Activity:
Go through the entries and copy every line that has the string "need" in it.

Saved entries:
--

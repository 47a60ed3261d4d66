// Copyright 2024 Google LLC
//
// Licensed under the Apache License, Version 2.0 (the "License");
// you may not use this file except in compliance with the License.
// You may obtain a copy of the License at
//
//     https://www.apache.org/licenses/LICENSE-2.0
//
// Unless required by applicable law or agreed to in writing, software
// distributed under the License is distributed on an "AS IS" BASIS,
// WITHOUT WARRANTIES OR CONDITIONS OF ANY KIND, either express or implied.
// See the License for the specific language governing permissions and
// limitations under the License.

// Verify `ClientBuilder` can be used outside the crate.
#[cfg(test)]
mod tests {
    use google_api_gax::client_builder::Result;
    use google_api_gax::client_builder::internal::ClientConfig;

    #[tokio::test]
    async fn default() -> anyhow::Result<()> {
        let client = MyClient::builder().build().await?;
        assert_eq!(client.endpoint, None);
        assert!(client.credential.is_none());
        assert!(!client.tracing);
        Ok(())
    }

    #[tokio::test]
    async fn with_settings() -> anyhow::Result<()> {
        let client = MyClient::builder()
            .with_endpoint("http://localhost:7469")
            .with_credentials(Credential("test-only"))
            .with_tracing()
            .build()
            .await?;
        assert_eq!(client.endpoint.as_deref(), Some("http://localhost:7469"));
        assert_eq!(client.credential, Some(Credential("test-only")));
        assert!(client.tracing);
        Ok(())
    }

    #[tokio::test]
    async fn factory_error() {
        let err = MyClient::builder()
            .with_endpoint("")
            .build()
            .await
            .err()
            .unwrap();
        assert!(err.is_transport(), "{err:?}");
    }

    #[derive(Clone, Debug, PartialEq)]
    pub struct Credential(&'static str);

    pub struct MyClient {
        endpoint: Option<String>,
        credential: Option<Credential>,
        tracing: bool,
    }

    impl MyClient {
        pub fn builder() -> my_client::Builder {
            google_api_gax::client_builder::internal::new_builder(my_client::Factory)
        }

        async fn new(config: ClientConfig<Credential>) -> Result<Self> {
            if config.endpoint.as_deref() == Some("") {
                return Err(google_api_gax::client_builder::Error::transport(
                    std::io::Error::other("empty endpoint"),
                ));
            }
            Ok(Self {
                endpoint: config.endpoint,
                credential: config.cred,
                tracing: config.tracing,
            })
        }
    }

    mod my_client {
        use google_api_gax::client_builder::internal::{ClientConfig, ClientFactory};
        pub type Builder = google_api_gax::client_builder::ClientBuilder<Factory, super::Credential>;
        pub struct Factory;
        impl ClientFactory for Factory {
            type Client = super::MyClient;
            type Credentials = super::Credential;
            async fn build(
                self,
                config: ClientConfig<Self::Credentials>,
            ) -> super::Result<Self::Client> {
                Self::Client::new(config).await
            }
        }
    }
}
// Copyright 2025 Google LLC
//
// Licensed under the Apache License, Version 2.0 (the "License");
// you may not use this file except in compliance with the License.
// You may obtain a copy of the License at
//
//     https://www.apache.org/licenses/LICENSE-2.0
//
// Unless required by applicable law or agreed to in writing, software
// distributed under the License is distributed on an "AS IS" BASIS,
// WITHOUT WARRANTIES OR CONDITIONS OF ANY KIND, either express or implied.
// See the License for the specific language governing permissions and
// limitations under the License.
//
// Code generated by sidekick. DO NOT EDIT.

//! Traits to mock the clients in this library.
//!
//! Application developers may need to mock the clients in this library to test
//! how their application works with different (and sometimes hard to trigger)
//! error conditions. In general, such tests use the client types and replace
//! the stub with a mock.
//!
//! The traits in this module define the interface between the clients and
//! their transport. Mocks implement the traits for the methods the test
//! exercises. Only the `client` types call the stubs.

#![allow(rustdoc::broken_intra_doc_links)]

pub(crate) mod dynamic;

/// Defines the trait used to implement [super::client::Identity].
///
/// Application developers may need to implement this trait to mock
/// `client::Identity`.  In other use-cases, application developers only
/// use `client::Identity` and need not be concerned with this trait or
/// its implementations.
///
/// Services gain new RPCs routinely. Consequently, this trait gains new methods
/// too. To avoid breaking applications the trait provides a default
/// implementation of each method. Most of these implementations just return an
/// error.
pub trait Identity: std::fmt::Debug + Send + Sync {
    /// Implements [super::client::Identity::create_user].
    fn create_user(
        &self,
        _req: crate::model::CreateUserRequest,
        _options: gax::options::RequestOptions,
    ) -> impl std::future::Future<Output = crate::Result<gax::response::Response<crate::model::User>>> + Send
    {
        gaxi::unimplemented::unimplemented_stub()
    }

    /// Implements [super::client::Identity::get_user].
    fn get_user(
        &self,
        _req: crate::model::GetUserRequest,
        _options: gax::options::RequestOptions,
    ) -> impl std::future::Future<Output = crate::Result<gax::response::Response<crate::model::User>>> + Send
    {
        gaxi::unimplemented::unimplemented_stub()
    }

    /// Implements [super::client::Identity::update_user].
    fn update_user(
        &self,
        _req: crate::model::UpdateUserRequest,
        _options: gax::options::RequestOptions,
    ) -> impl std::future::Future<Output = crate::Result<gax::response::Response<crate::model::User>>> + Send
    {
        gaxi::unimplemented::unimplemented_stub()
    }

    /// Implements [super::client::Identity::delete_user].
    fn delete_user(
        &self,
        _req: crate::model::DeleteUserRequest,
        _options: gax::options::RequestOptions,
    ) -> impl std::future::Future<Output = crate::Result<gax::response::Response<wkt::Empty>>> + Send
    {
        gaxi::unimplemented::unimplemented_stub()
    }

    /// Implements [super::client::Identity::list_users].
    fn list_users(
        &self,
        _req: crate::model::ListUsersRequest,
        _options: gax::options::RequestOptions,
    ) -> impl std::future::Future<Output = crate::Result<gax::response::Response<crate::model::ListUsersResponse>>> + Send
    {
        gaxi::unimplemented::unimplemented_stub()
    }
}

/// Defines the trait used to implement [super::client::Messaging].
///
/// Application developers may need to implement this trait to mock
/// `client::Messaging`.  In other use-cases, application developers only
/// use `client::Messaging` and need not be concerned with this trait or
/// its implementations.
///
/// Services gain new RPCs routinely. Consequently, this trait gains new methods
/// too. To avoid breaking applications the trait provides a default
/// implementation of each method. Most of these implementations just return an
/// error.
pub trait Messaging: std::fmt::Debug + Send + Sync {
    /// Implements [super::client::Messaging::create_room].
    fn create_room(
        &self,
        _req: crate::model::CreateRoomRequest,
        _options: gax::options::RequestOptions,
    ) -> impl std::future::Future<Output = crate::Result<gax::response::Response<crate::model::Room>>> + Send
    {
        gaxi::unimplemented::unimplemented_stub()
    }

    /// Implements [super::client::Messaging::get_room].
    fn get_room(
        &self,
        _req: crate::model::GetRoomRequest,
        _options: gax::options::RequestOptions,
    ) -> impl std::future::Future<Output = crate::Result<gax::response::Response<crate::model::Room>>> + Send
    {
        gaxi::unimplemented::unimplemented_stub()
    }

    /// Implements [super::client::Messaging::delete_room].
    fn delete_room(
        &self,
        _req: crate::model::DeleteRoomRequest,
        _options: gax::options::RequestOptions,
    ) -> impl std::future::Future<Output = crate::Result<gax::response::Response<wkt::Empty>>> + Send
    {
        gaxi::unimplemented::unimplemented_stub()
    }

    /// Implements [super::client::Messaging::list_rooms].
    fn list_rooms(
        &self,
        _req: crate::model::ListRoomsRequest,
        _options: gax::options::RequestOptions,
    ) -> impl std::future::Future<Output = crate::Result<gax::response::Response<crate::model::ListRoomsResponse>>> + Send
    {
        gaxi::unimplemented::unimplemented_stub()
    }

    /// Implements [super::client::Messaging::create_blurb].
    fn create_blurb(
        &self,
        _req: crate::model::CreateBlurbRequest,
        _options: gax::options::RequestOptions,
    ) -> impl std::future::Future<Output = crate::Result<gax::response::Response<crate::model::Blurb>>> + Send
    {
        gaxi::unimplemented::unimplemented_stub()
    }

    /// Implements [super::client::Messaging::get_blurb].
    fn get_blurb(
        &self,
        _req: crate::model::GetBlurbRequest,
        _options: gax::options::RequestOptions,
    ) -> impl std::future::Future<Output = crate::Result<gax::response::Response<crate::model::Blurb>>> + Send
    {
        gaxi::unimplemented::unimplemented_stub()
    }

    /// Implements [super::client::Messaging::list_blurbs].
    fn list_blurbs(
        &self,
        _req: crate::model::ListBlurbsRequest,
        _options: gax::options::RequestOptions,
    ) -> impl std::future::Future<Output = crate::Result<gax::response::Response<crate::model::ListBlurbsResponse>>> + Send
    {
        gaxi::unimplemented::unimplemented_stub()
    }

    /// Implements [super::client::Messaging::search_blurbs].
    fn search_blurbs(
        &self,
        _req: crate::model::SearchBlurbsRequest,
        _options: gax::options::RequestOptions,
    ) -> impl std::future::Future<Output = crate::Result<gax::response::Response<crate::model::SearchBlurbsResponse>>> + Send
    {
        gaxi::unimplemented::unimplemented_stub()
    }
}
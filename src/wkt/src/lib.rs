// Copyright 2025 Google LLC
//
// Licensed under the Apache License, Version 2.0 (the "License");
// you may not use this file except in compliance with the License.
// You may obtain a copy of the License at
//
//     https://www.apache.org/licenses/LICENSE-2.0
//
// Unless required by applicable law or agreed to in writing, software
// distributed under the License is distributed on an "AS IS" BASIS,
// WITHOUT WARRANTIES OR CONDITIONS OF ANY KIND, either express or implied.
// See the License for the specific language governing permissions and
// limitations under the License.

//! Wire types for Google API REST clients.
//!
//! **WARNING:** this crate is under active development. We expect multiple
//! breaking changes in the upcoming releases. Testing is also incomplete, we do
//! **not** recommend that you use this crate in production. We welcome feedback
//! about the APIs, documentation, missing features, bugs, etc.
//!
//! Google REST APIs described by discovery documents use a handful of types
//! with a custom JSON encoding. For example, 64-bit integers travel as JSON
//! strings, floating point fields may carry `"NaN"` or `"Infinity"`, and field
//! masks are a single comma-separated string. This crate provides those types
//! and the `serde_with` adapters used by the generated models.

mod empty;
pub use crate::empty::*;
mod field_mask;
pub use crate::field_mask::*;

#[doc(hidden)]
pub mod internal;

--

Output for this exercise:
//! Application developers may need to mock the clients in this library to test
/// Application developers may need to implement this trait to mock
/// use `client::Identity` and need not be concerned with this trait or
/// Application developers may need to implement this trait to mock
/// use `client::Messaging` and need not be concerned with this trait or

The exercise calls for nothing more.